⟨
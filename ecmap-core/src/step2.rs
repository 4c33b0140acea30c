//! Step 2 — Overall Context (OC): bottom-up aggregation over the acyclic
//! component graph.

use crate::error::{CoreError, Envelope, ErrorClass};
use crate::graph::{topological_order, ComponentGraph};
use crate::step1::PrefilteredEntry;
use crate::taxonomy::Taxonomy;
use crate::tuple::{self, Tuple};
use crate::validate::{validate_component_graph, validate_taxonomy};
use serde_json::Value;
use std::collections::BTreeMap;

pub struct Step2Output {
    pub oc_abie: BTreeMap<String, Vec<Tuple>>,
    pub oc_asbie: BTreeMap<String, Vec<Tuple>>,
    pub oc_bbie: BTreeMap<String, Vec<Tuple>>,
}

fn buckets_to_json(buckets: &BTreeMap<String, Vec<Tuple>>) -> Value {
    let map: serde_json::Map<String, Value> =
        buckets.iter().map(|(id, tuples)| (id.clone(), Value::Array(tuples.iter().map(Tuple::to_json).collect()))).collect();
    Value::Object(map)
}

impl Step2Output {
    pub fn to_json(&self) -> Value {
        serde_json::json!({
            "oc": {
                "ABIE": buckets_to_json(&self.oc_abie),
                "ASBIE": buckets_to_json(&self.oc_asbie),
                "BBIE": buckets_to_json(&self.oc_bbie),
            }
        })
    }
}

/// Pure computation: assumes `prefiltered`/`component_graph`/`taxonomy`
/// have already passed validation and form a consistent whole.
pub fn run_step2_oc_core(prefiltered: &[PrefilteredEntry], graph: &ComponentGraph, taxonomy: &Taxonomy) -> Result<Step2Output, CoreError> {
    let topo = topological_order(graph).ok_or(CoreError::Cycle)?;
    let reverse_topo: Vec<&String> = topo.iter().rev().collect();

    let mut prefiltered_map: BTreeMap<String, Vec<Tuple>> = BTreeMap::new();
    for entry in prefiltered {
        prefiltered_map.entry(entry.component_id.clone()).or_default().extend(entry.tuples.iter().cloned());
    }
    for tuples in prefiltered_map.values_mut() {
        *tuples = tuple::dedup_exact(std::mem::take(tuples));
    }

    let abie_by_id = graph.abie_map();
    let asbie_by_id = graph.asbie_map();

    let mut oc_bbie: BTreeMap<String, Vec<Tuple>> =
        graph.bbies.iter().map(|b| (b.id.clone(), prefiltered_map.get(&b.id).cloned().unwrap_or_default())).collect();
    let mut oc_asbie: BTreeMap<String, Vec<Tuple>> = BTreeMap::new();
    let mut oc_abie: BTreeMap<String, Vec<Tuple>> = BTreeMap::new();

    for abie_id in reverse_topo {
        let abie = abie_by_id.get(abie_id.as_str()).ok_or_else(|| CoreError::runtime(abie_id.clone()))?;

        let mut children_asbie = abie.children_asbie.clone();
        children_asbie.sort();
        for asbie_id in &children_asbie {
            let pref = prefiltered_map.get(asbie_id).cloned().unwrap_or_default();
            let asbie = asbie_by_id.get(asbie_id.as_str()).ok_or_else(|| CoreError::runtime(asbie_id.clone()))?;
            let oc_target = oc_abie.get(&asbie.target_abie).cloned().unwrap_or_default();
            oc_asbie.insert(asbie_id.clone(), tuple::meet_tuple_sets(&pref, &oc_target, taxonomy));
        }

        let mut children_bbie = abie.children_bbie.clone();
        children_bbie.sort();

        let mut child_sets = Vec::new();
        for asbie_id in &children_asbie {
            child_sets.extend(oc_asbie.get(asbie_id).cloned().unwrap_or_default());
        }
        for bbie_id in &children_bbie {
            child_sets.extend(oc_bbie.get(bbie_id).cloned().unwrap_or_default());
        }
        oc_abie.insert(abie_id.clone(), tuple::dedup_exact(child_sets));
    }

    for bbie in &graph.bbies {
        oc_bbie.entry(bbie.id.clone()).or_default();
    }
    for asbie in &graph.asbies {
        oc_asbie.entry(asbie.id.clone()).or_default();
    }

    Ok(Step2Output { oc_abie, oc_asbie, oc_bbie })
}

pub fn run_step2_oc(prefiltered: &[PrefilteredEntry], component_graph: &Value, taxonomy: &Value) -> Result<Step2Output, CoreError> {
    let taxonomy = validate_taxonomy(taxonomy).map_err(CoreError::validation)?;
    let graph = validate_component_graph(component_graph).map_err(CoreError::validation)?;
    run_step2_oc_core(prefiltered, &graph, &taxonomy)
}

pub fn run_step2_oc_safe(prefiltered: &[PrefilteredEntry], component_graph: &Value, taxonomy: &Value) -> Result<Step2Output, Envelope> {
    run_step2_oc(prefiltered, component_graph, taxonomy).map_err(|err| match err {
        CoreError::Cycle => Envelope::with_stage(ErrorClass::Step2, "OC_non_convergent_cycle", "cycle"),
        other => Envelope::with_stage(ErrorClass::Step2, other.to_string(), other.stage()),
    })
}
//! End-to-end coverage of the EC and mapping pipelines against the six
//! canonical scenarios and the universal invariants they're meant to
//! demonstrate.

use ecmap_core::error::ErrorClass;
use ecmap_core::json::canonicalize;
use ecmap_core::orchestrator::{run_ec_pipeline, run_mapping_pipeline};
use serde_json::{json, Value};

fn taxonomy() -> Value {
    json!({
        "keys": ["Region", "Channel"],
        "placeholders": {"Region": "Region.<Any>", "Channel": "Channel.<Any>"},
        "categories": {
            "Region": ["Region", "Region.EU", "Region.EU.DE", "Region.US"],
            "Channel": ["Channel", "Channel.B2B", "Channel.B2C"]
        },
        "defaults": {"Channel": "Channel.B2B"}
    })
}

fn scenario_cd_bundle() -> Value {
    json!({
        "taxonomy": taxonomy(),
        "policy": {
            "policyKeys": ["Region", "Channel"],
            "legalTuples": [
                {"Region": "Region.<Any>", "Channel": "Channel.<Any>"}
            ]
        },
        "componentGraph": {
            "rootABIE": "ABIE.Invoice",
            "abies": [
                {"id": "ABIE.Invoice", "childrenBBIE": ["BBIE.InvoiceID"], "childrenASBIE": ["ASBIE.Line"]},
                {"id": "ABIE.Line", "childrenBBIE": ["BBIE.LineAmount"], "childrenASBIE": []}
            ],
            "asbies": [
                {"id": "ASBIE.Line", "sourceABIE": "ABIE.Invoice", "targetABIE": "ABIE.Line"}
            ],
            "bbies": [
                {"id": "BBIE.InvoiceID", "ownerABIE": "ABIE.Invoice"},
                {"id": "BBIE.LineAmount", "ownerABIE": "ABIE.Line"}
            ]
        },
        "assignedBusinessContext": [
            {"componentId": "BBIE.InvoiceID", "tuples": [{"Region": "Region.EU", "Channel": "Channel.B2B"}]},
            {"componentId": "BBIE.LineAmount", "tuples": [{"Region": "Region.EU.DE", "Channel": "Channel.B2B"}]},
            {"componentId": "ASBIE.Line", "tuples": [{"Region": "Region.EU", "Channel": "Channel.<Any>"}]}
        ]
    })
}

#[test]
fn scenario_a_through_d_end_to_end() {
    let iucs = json!([
        {"id": "profile-1", "tuples": [{"Region": "Region.EU", "Channel": "Channel.B2B"}]}
    ]);
    let out = run_ec_pipeline(&scenario_cd_bundle(), &iucs).expect("ec pipeline should succeed");

    let step2 = &out.artifacts["step2-oc.json"];
    assert_eq!(
        step2["oc"]["ABIE"]["ABIE.Line"],
        json!([{"Region": "Region.EU.DE", "Channel": "Channel.B2B"}])
    );
    assert_eq!(
        step2["oc"]["ABIE"]["ABIE.Invoice"],
        json!([
            {"Region": "Region.EU.DE", "Channel": "Channel.B2B"},
            {"Region": "Region.EU", "Channel": "Channel.B2B"}
        ])
    );

    let step3 = &out.artifacts["step3-ec.profile-1.json"];
    assert_eq!(step3["ec"]["ABIE"]["ABIE.Invoice"], json!([{"Region": "Region.EU", "Channel": "Channel.B2B"}]));
    assert_eq!(
        step3["ec"]["ABIE"]["ABIE.Line"],
        json!([{"Region": "Region.EU.DE", "Channel": "Channel.B2B"}])
    );
    assert_eq!(
        step3["ec"]["BBIE"]["BBIE.InvoiceID"],
        json!([{"Region": "Region.EU", "Channel": "Channel.B2B"}])
    );

    let step4 = &out.artifacts["step4-profile.profile-1.json"];
    assert_eq!(step4["isRealizable"], json!(true));
}

#[test]
fn scenario_e_mapping_classification_through_pipeline() {
    let profiles = json!({
        "source-profile": {"ec": {"ABIE": {}, "ASBIE": {}, "BBIE": {
            "BBIE.InvoiceID": [{"Region": "Region.EU", "Channel": "Channel.B2B"}]
        }}, "profileSchema": {}},
        "target-profile": {"ec": {"ABIE": {}, "ASBIE": {}, "BBIE": {
            "BBIE.InvoiceID": [{"Region": "Region.EU", "Channel": "Channel.B2C"}]
        }}, "profileSchema": {}}
    });

    let seamless_config = json!({
        "profilePairs": [{"sourceProfileId": "source-profile", "targetProfileId": "target-profile"}],
        "bie_catalog": {"BBIE.InvoiceID": {"anchor": "InvoiceID", "relevantAxes": ["Region"]}},
        "schemaPaths": {"source": {}, "target": {}}
    });
    let out = run_mapping_pipeline(&profiles, &seamless_config).unwrap();
    let mras = out.artifacts["mapping.mra.source-profile.target-profile.json"].as_array().unwrap();
    assert_eq!(mras[0]["decision"], "SEAMLESS");

    let transform_config = json!({
        "profilePairs": [{"sourceProfileId": "source-profile", "targetProfileId": "target-profile"}],
        "bie_catalog": {"BBIE.InvoiceID": {"anchor": "InvoiceID", "relevantAxes": ["Region", "Channel"]}},
        "schemaPaths": {"source": {}, "target": {}}
    });
    let out = run_mapping_pipeline(&profiles, &transform_config).unwrap();
    let mras = out.artifacts["mapping.mra.source-profile.target-profile.json"].as_array().unwrap();
    assert_eq!(mras[0]["decision"], "CONTEXTUAL_TRANSFORM");
}

#[test]
fn scenario_f_cycle_surfaces_as_step2_envelope_through_pipeline() {
    let bundle = json!({
        "taxonomy": taxonomy(),
        "policy": {"policyKeys": ["Region"], "legalTuples": [{"Region": "Region.<Any>"}]},
        "componentGraph": {
            "rootABIE": "A",
            "abies": [
                {"id": "A", "childrenBBIE": [], "childrenASBIE": ["e1"]},
                {"id": "B", "childrenBBIE": [], "childrenASBIE": ["e2"]}
            ],
            "asbies": [
                {"id": "e1", "sourceABIE": "A", "targetABIE": "B"},
                {"id": "e2", "sourceABIE": "B", "targetABIE": "A"}
            ],
            "bbies": []
        },
        "assignedBusinessContext": []
    });
    let envelope = run_ec_pipeline(&bundle, &json!([])).unwrap_err();
    assert_eq!(envelope.error, ErrorClass::Step2);
    assert_eq!(envelope.reason, "OC_non_convergent_cycle");
    assert_eq!(envelope.details.get("stage").and_then(Value::as_str), Some("cycle"));
}

#[test]
fn invariant_determinism_across_repeated_runs() {
    let iucs = json!([{"id": "profile-1", "tuples": []}]);
    let bundle = scenario_cd_bundle();
    let first = run_ec_pipeline(&bundle, &iucs).unwrap();
    let second = run_ec_pipeline(&bundle, &iucs).unwrap();
    for name in first.artifacts.keys() {
        assert_eq!(canonicalize(&first.artifacts[name]), canonicalize(&second.artifacts[name]));
    }
}

#[test]
fn invariant_canonical_json_is_stable_and_sorted() {
    let value = json!({"b": 1, "a": {"z": [3, 1], "y": 2}});
    let once = canonicalize(&value);
    let twice = canonicalize(&serde_json::from_str::<Value>(&once).unwrap());
    assert_eq!(once, twice);
    assert_eq!(once, r#"{"a":{"y":2,"z":[3,1]},"b":1}"#);
}

#[test]
fn invariant_error_funnel_keyset_is_closed() {
    let mut bundle = scenario_cd_bundle();
    bundle.as_object_mut().unwrap().remove("taxonomy");
    let envelope = run_ec_pipeline(&bundle, &json!([])).unwrap_err();
    let value = serde_json::to_value(&envelope).unwrap();
    let keys: std::collections::BTreeSet<&str> = value.as_object().unwrap().keys().map(String::as_str).collect();
    assert_eq!(keys, ["details", "error", "reason"].into_iter().collect());
    assert!(!envelope.reason.is_empty());
}

#[test]
fn invariant_mapping_missing_profile_reports_profiles_stage() {
    let profiles = json!({"only-source": {"ec": {}}});
    let config = json!({
        "profilePairs": [{"sourceProfileId": "only-source", "targetProfileId": "missing-target"}],
        "bie_catalog": {},
        "schemaPaths": {"source": {}, "target": {}}
    });
    let envelope = run_mapping_pipeline(&profiles, &config).unwrap_err();
    assert_eq!(envelope.error, ErrorClass::Validation);
    assert_eq!(envelope.details.get("stage").and_then(Value::as_str), Some("profiles"));
}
⟩
Using the records above, restate word for word the lines from the one with "oc_abie, oc_asbie, oc_bbie" through the one with "-> Result<Step2Output, Envelope>", both included.

    Ok(Step2Output { oc_abie, oc_asbie, oc_bbie })
}

pub fn run_step2_oc(prefiltered: &[PrefilteredEntry], component_graph: &Value, taxonomy: &Value) -> Result<Step2Output, CoreError> {
    let taxonomy = validate_taxonomy(taxonomy).map_err(CoreError::validation)?;
    let graph = validate_component_graph(component_graph).map_err(CoreError::validation)?;
    run_step2_oc_core(prefiltered, &graph, &taxonomy)
}

pub fn run_step2_oc_safe(prefiltered: &[PrefilteredEntry], component_graph: &Value, taxonomy: &Value) -> Result<Step2Output, Envelope> {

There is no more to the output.